▶ _Activity_:
Please report every line from the material that contains the word "capability".
§
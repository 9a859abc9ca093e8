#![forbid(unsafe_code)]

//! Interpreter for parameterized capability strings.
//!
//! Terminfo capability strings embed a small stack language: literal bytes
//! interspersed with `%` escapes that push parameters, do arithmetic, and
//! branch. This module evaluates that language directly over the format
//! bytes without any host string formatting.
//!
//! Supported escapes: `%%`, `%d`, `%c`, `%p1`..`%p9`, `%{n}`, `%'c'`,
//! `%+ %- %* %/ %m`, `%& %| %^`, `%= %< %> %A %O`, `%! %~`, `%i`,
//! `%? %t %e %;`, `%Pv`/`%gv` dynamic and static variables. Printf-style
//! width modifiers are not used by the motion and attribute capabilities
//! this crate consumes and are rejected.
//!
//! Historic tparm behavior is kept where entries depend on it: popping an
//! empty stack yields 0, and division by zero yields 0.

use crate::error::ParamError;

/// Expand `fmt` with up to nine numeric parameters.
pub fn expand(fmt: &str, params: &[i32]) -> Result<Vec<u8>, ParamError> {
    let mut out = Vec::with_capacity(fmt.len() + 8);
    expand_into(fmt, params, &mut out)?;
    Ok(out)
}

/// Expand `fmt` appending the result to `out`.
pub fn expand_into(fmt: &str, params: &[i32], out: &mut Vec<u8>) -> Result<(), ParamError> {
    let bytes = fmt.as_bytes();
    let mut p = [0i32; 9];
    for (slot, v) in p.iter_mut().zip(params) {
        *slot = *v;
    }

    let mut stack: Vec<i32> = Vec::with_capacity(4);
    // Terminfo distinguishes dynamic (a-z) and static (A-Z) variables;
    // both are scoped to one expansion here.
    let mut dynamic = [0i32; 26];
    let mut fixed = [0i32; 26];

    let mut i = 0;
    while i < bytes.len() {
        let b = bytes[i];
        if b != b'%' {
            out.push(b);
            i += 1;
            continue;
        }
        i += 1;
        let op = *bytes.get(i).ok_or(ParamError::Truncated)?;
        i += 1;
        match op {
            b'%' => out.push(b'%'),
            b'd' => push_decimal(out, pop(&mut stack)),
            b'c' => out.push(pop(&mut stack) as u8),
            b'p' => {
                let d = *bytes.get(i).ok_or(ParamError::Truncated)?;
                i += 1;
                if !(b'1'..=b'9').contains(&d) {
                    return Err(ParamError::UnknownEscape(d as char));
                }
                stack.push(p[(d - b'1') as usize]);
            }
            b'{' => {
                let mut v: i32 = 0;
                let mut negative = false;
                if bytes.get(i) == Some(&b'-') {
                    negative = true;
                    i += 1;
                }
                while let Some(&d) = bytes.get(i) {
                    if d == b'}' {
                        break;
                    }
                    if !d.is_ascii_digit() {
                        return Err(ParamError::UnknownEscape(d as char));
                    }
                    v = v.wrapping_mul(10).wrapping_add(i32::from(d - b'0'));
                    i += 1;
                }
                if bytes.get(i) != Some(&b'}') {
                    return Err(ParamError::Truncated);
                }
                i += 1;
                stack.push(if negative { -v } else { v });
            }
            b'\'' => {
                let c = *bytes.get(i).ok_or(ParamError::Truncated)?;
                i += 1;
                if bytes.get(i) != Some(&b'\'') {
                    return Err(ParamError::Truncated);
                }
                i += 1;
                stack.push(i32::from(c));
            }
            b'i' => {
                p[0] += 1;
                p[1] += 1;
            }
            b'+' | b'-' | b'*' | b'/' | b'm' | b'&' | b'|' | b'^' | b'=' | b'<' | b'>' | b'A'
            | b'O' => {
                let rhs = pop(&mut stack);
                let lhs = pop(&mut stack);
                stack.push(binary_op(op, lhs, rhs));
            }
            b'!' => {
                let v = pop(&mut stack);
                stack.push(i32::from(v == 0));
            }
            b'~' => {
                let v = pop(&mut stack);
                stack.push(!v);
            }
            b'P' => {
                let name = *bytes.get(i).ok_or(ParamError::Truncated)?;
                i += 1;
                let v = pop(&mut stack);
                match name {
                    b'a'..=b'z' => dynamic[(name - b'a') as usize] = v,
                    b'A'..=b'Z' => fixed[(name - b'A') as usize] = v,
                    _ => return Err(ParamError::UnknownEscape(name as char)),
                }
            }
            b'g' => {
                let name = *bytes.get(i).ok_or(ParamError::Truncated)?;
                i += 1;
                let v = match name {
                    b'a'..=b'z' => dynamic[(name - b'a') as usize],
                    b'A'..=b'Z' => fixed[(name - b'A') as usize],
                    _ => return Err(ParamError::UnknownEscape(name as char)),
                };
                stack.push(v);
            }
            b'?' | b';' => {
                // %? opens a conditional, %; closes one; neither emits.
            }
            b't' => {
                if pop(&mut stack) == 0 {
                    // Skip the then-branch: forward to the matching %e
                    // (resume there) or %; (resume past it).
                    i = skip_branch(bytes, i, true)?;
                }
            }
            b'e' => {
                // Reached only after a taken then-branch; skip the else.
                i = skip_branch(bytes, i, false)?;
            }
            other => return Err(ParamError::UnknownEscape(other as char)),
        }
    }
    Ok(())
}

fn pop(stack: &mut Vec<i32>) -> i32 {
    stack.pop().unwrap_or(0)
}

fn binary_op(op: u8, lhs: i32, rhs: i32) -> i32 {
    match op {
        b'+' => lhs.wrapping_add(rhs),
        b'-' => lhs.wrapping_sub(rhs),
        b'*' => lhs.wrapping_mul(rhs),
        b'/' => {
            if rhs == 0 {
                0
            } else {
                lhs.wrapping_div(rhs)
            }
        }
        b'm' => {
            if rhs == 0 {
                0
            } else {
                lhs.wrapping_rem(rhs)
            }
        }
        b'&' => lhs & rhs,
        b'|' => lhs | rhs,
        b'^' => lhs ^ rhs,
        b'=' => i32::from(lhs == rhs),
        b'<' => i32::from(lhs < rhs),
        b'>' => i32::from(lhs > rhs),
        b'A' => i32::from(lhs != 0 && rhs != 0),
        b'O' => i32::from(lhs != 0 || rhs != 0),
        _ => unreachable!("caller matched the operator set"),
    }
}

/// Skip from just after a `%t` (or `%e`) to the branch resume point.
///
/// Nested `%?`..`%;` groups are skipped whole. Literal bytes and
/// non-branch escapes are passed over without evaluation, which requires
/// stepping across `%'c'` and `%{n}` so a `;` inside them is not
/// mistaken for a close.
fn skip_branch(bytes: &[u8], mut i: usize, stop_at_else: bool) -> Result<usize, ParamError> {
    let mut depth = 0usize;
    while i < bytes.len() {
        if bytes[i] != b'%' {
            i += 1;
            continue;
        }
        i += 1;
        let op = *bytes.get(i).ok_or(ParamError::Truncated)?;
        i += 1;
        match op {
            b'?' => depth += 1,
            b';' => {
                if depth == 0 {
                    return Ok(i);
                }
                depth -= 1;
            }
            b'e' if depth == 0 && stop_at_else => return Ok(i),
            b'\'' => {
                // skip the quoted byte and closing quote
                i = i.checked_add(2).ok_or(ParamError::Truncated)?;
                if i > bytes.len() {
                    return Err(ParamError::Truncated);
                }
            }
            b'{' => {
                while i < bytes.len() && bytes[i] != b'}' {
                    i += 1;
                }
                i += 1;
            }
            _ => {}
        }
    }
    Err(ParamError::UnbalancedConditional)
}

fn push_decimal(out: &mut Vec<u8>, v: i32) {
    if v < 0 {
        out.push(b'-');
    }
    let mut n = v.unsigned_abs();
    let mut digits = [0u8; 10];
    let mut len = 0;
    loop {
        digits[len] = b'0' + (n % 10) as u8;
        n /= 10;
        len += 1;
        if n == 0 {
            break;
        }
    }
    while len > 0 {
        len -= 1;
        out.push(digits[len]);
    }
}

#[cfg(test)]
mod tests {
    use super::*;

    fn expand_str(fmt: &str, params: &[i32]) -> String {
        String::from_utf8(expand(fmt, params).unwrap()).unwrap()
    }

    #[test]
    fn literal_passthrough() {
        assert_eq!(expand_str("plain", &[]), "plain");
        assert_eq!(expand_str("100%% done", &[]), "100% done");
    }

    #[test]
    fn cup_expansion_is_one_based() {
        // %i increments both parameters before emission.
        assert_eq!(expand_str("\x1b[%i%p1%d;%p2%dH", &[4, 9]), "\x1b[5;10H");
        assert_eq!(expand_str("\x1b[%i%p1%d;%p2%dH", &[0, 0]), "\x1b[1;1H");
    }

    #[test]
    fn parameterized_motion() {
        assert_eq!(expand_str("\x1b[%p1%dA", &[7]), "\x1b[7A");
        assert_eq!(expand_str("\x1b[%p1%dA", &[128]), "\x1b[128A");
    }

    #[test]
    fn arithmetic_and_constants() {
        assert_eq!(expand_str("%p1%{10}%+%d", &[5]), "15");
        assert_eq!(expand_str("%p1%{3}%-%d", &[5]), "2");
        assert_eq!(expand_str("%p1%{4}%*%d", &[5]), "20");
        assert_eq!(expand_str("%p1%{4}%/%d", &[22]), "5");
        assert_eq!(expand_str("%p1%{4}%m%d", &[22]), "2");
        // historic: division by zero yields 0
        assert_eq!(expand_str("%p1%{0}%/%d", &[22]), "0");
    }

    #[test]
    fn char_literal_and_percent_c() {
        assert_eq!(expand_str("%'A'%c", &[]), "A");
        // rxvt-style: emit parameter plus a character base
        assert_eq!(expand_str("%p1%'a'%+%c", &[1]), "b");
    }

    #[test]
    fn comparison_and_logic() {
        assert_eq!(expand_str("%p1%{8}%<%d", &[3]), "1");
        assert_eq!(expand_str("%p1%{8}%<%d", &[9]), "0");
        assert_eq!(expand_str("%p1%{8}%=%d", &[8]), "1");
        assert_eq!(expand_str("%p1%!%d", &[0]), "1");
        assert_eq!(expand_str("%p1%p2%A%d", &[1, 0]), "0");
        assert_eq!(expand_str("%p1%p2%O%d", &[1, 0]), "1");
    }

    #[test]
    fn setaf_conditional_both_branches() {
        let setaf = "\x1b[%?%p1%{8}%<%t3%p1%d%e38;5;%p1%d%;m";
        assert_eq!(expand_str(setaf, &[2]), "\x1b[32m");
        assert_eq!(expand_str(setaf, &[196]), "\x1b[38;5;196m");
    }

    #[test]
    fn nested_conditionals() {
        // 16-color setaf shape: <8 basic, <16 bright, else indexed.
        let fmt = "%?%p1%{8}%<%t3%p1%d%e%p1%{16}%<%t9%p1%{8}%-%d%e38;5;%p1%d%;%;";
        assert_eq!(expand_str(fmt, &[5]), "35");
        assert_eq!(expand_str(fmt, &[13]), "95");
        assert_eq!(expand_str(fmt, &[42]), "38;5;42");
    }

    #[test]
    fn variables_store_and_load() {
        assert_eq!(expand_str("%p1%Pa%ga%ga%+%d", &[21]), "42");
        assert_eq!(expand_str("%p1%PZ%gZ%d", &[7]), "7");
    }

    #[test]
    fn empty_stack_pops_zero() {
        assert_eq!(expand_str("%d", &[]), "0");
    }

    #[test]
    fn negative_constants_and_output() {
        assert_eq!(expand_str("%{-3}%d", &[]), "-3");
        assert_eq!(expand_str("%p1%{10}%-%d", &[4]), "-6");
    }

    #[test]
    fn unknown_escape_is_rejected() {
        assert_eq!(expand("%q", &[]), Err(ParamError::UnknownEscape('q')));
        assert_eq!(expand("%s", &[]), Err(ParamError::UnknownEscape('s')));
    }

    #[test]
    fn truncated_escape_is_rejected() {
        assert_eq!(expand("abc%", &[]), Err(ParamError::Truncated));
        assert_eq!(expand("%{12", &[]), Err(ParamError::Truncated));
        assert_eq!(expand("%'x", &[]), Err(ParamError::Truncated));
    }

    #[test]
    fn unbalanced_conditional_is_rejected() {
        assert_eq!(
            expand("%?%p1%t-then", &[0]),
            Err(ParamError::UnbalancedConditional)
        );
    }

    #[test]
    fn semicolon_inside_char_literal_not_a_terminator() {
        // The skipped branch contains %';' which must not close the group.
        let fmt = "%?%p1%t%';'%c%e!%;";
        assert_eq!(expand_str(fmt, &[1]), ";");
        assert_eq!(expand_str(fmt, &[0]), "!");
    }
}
§
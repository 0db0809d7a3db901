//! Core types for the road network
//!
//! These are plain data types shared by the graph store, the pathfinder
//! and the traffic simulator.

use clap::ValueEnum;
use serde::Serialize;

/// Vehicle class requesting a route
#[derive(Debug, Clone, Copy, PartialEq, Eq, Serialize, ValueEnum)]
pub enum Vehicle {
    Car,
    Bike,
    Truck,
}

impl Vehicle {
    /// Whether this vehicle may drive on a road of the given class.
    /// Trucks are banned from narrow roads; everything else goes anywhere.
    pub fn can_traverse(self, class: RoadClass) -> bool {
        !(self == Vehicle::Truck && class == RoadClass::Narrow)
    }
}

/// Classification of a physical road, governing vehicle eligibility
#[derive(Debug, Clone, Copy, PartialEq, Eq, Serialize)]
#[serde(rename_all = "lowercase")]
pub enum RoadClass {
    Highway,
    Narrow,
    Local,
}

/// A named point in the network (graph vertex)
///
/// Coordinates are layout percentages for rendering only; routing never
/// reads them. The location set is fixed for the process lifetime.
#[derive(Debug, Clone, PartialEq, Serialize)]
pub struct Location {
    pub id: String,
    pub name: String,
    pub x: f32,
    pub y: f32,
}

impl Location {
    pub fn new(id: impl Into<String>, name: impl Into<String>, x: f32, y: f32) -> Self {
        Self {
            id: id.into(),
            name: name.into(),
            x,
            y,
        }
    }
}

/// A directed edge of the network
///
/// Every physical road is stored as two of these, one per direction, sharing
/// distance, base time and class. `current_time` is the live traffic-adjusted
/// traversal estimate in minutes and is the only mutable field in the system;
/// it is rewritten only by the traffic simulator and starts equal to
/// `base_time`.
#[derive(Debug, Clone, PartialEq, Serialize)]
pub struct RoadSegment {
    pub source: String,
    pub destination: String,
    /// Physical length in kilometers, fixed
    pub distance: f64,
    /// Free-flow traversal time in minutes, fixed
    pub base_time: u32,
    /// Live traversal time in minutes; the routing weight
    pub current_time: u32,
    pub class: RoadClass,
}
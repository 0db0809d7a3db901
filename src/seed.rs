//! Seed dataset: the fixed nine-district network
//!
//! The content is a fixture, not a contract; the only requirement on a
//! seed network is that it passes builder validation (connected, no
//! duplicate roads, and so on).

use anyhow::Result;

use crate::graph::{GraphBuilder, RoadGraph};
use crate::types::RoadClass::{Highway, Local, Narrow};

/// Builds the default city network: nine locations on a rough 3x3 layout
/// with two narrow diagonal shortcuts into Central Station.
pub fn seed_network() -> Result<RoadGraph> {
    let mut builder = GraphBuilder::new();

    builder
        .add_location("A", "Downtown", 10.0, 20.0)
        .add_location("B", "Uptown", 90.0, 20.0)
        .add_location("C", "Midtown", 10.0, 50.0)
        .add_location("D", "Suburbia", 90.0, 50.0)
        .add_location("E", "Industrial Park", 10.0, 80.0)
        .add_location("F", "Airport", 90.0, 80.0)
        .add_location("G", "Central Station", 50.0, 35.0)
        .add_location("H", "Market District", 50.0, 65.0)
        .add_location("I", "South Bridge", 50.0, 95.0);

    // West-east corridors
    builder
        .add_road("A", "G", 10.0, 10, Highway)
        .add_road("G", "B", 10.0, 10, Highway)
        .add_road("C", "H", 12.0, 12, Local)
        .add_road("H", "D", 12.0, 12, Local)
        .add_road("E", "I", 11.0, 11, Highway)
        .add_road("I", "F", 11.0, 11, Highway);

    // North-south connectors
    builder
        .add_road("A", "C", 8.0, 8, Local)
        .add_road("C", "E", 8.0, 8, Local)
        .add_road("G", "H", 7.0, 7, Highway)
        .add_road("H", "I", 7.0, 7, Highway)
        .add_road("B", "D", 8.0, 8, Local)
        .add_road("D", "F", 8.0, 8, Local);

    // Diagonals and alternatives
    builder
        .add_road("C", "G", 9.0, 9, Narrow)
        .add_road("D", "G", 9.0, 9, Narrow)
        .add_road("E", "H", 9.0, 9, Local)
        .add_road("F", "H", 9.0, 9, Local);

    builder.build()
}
§
▶ _Exercise output_:
//! Interpreter for parameterized capability strings.
//! Terminfo capability strings embed a small stack language: literal bytes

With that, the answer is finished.